While their revenue growth is nothing to write home about as their revenue is expected to grow about 5%, their income continues to rise. Also, what is great for upward momentum is that they have crushed estimates by an average of 52.53% over the last four quarters. If that can continue or even half of that can continue, it should help propel the stock towards a multiple of 15. Also, their earnings per share is rising in a big way as EPS for full year 2009 was $0.86 fully diluted, and already through the first 9 months of 2010 EPS is $1.61 fully diluted, and full year is expected to be about $2.07, but should surpass that based on previous nine months. It is extremely undervalued as they continue to easily surpass expectations. So their EPS growth year over year will be about 150%.

Earnings History Dec 09 Mar 10 Jun 10 Sep 10
EPS Est 0.26 0.31 0.40 0.38
EPS Actual 0.43 0.46 0.68 0.48
Difference 0.17 0.15 0.28 0.10
Surprise % 65.40% 48.40% 70.00% 26.30%

Investing in Ford now would not necessarily be a bad investment, but I would rather wait for a small pullback. I will wait until $16 to first buy in and then $15. If I see that the pull back does not occur, I will buy up to $18.50. Ford is a stock I can see going to $30 in a year with continued momentum, and would sell a portion at $25 and the remainder above $30.

10. Mad Catz Interactive Inc (NYSEMKT:MCZ) - I like MCZ as more of a momentum play. They have seemed to be very inconsistent over the years, with some years up and some years down. But in their most recent quarter, which represented Q2 2011 for them, they had record results.

- Net sales increased about 72% over the prior year's quarter
- Net income was $1.1 million compared to a loss of $1 million in Q2 2010
- EPS of $.02 compared to net loss of $.02

So, they had a very good quarter and it propelled the stock from about $.45 to $1.25 within a matter of a couple of months. It then fell from $1.25 to around $.85, which it is now trading at. So this is very volatile as well as there was no news to bring the price down. Q3 2011 is expected to be very good as the company has high expectations and if they meet or exceed those expectations, there is no reason that the stock will not trade back above $1.00; but if they do not, it could easily fall back below $.50.

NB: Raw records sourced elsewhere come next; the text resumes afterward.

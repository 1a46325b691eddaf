//! In-process graph engine.
//!
//! Keeps the whole graph in memory behind one `RwLock`. Reads share the lock;
//! a commit holds the write lock only while it applies an already staged batch.

use super::engine::{
    Batch, CommitOutcome, EdgeCondition, GraphEdge, GraphEngine, GraphNode, GraphSnapshot,
    NodeId, NodeRef,
};
use crate::{Error, Result};
use chrono::Utc;
use std::collections::{BTreeMap, BTreeSet, HashMap};
use std::sync::{RwLock, RwLockReadGuard, RwLockWriteGuard};

type EdgeKey = (NodeId, String, NodeId);

#[derive(Debug, Default)]
struct GraphState {
    nodes: BTreeMap<NodeId, GraphNode>,
    keys: HashMap<String, NodeId>,
    edges: BTreeMap<i64, GraphEdge>,
    edge_keys: HashMap<EdgeKey, i64>,
    outgoing: HashMap<NodeId, BTreeSet<i64>>,
    incoming: HashMap<NodeId, BTreeSet<i64>>,
    next_node: NodeId,
    next_edge: i64,
}

impl GraphState {
    fn edges_of(
        &self,
        index: &HashMap<NodeId, BTreeSet<i64>>,
        id: NodeId,
        predicate: Option<&str>,
    ) -> Vec<GraphEdge> {
        index
            .get(&id)
            .into_iter()
            .flatten()
            .filter_map(|edge_id| self.edges.get(edge_id))
            .filter(|edge| predicate.is_none_or(|p| edge.predicate == p))
            .cloned()
            .collect()
    }

    fn validate(&self, batch: &Batch) -> Result<()> {
        for edge in &batch.edges {
            for endpoint in [edge.subject, edge.object] {
                let known = match endpoint {
                    NodeRef::Existing(id) => self.nodes.contains_key(&id),
                    NodeRef::Staged(i) => i < batch.nodes.len(),
                };
                if !known {
                    return Err(Error::backend(
                        "graph_commit",
                        format!(
                            "edge '{}' references missing node {endpoint:?}",
                            edge.predicate
                        ),
                    ));
                }
            }
        }
        Ok(())
    }
}

/// In-memory [`GraphEngine`].
///
/// # Example
///
/// ```rust,ignore
/// use assetdb::storage::graph::{GraphStore, MemoryGraphEngine};
///
/// let store = GraphStore::new(MemoryGraphEngine::new());
/// ```
#[derive(Debug, Default)]
pub struct MemoryGraphEngine {
    state: RwLock<GraphState>,
}

impl MemoryGraphEngine {
    /// Creates an empty engine.
    #[must_use]
    pub fn new() -> Self {
        Self::default()
    }

    /// Returns the number of nodes stored.
    #[must_use]
    pub fn node_count(&self) -> usize {
        self.state.read().map(|s| s.nodes.len()).unwrap_or(0)
    }

    /// Returns the number of edges stored.
    #[must_use]
    pub fn edge_count(&self) -> usize {
        self.state.read().map(|s| s.edges.len()).unwrap_or(0)
    }

    fn read(&self) -> Result<RwLockReadGuard<'_, GraphState>> {
        self.state
            .read()
            .map_err(|e| Error::backend("graph_read", e))
    }

    fn write(&self) -> Result<RwLockWriteGuard<'_, GraphState>> {
        self.state
            .write()
            .map_err(|e| Error::backend("graph_write", e))
    }
}

impl GraphEngine for MemoryGraphEngine {
    fn node(&self, id: NodeId) -> Result<Option<GraphNode>> {
        Ok(self.read()?.nodes.get(&id).cloned())
    }

    fn node_by_key(&self, key: &str) -> Result<Option<GraphNode>> {
        let state = self.read()?;
        Ok(state
            .keys
            .get(key)
            .and_then(|id| state.nodes.get(id))
            .cloned())
    }

    fn nodes_of_kind(&self, kind: &str) -> Result<Vec<GraphNode>> {
        Ok(self
            .read()?
            .nodes
            .values()
            .filter(|n| n.kind == kind)
            .cloned()
            .collect())
    }

    fn out_edges(&self, id: NodeId, predicate: Option<&str>) -> Result<Vec<GraphEdge>> {
        let state = self.read()?;
        Ok(state.edges_of(&state.outgoing, id, predicate))
    }

    fn in_edges(&self, id: NodeId, predicate: Option<&str>) -> Result<Vec<GraphEdge>> {
        let state = self.read()?;
        Ok(state.edges_of(&state.incoming, id, predicate))
    }

    fn commit(&self, batch: Batch) -> Result<CommitOutcome> {
        let mut guard = self.write()?;
        let state = &mut *guard;
        state.validate(&batch)?;

        let now = Utc::now();
        let mut outcome = CommitOutcome {
            node_ids: Vec::with_capacity(batch.nodes.len()),
            created: Vec::with_capacity(batch.nodes.len()),
            edges_created: 0,
        };

        for node in batch.nodes {
            if let Some(&id) = state.keys.get(&node.key) {
                outcome.node_ids.push(id);
                outcome.created.push(false);
                continue;
            }
            state.next_node += 1;
            let id = state.next_node;
            state.keys.insert(node.key.clone(), id);
            state.nodes.insert(
                id,
                GraphNode {
                    id,
                    key: node.key,
                    kind: node.kind,
                    properties: node.properties,
                    created_at: now,
                },
            );
            outcome.node_ids.push(id);
            outcome.created.push(true);
        }

        for edge in batch.edges {
            if edge.condition == EdgeCondition::ObjectCreated {
                let created = match edge.object {
                    NodeRef::Staged(i) => outcome.created.get(i).copied().unwrap_or(false),
                    NodeRef::Existing(_) => false,
                };
                if !created {
                    continue;
                }
            }
            let (Some(subject), Some(object)) =
                (outcome.resolve(edge.subject), outcome.resolve(edge.object))
            else {
                continue;
            };

            let key = (subject, edge.predicate, object);
            if state.edge_keys.contains_key(&key) {
                continue;
            }
            state.next_edge += 1;
            let id = state.next_edge;
            state.edges.insert(
                id,
                GraphEdge {
                    id,
                    subject,
                    predicate: key.1.clone(),
                    object,
                    properties: edge.properties,
                    created_at: now,
                },
            );
            state.edge_keys.insert(key, id);
            state.outgoing.entry(subject).or_default().insert(id);
            state.incoming.entry(object).or_default().insert(id);
            outcome.edges_created += 1;
        }

        Ok(outcome)
    }

    fn remove_node(&self, id: NodeId) -> Result<bool> {
        let mut guard = self.write()?;
        let state = &mut *guard;
        let Some(node) = state.nodes.remove(&id) else {
            return Ok(false);
        };
        state.keys.remove(&node.key);

        let incident: BTreeSet<i64> = state
            .outgoing
            .remove(&id)
            .into_iter()
            .chain(state.incoming.remove(&id))
            .flatten()
            .collect();
        for edge_id in incident {
            if let Some(edge) = state.edges.remove(&edge_id) {
                state
                    .edge_keys
                    .remove(&(edge.subject, edge.predicate, edge.object));
                if let Some(out) = state.outgoing.get_mut(&edge.subject) {
                    out.remove(&edge_id);
                }
                if let Some(inc) = state.incoming.get_mut(&edge.object) {
                    inc.remove(&edge_id);
                }
            }
        }
        Ok(true)
    }

    fn snapshot(&self) -> Result<GraphSnapshot> {
        let state = self.read()?;
        Ok(GraphSnapshot {
            nodes: state.nodes.values().cloned().collect(),
            edges: state.edges.values().cloned().collect(),
        })
    }
}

For the short term, I like the upside. My plan would to buy below $.90 over the next two weeks and sell within a couple of days after their next earnings release. I am expecting it to be good based on the previous quarter and this upcoming quarter is based on holiday sales as well. Initially, I thought about buying it, but saw that it went above $1.15 and put it off instead of following the stock upwards. My initial plan was to get in at $1.00, but due to my patience, it has now given me a better opportunity.

Those are some of the stocks that I have a game plan for. There are others that I am considering, or that are out of my range currently. It is always a good idea to follow a large group of stocks which may look like a quality investment and figure out a strategy that makes sense. Constant thought is always needed - finding trends, comparing companies, the overall market, the different sectors, why one investment is better than the other, etc.

A lot of it is common sense after all of the research, decision making, and strategies. Basically, does it make sense? I usually try to make the investment not seem like it is rocket science. There are so many quality stocks out there and strategies in which an investor can do very well, but when an investor complicates it or does not have a set strategy, investing can become a little chaotic. As I mentioned before, when I follow my knowledge and strategy, I do very well and when I do not, it gets me completely out of rhythm. Obviously, many investors are going to have some different approaches, but setting up a proper strategy and plan, it will give an investor a better opportunity to succeed.

Disclosure: I am long AAPL, AGNC, BSPM, F, CCME, and MCZ.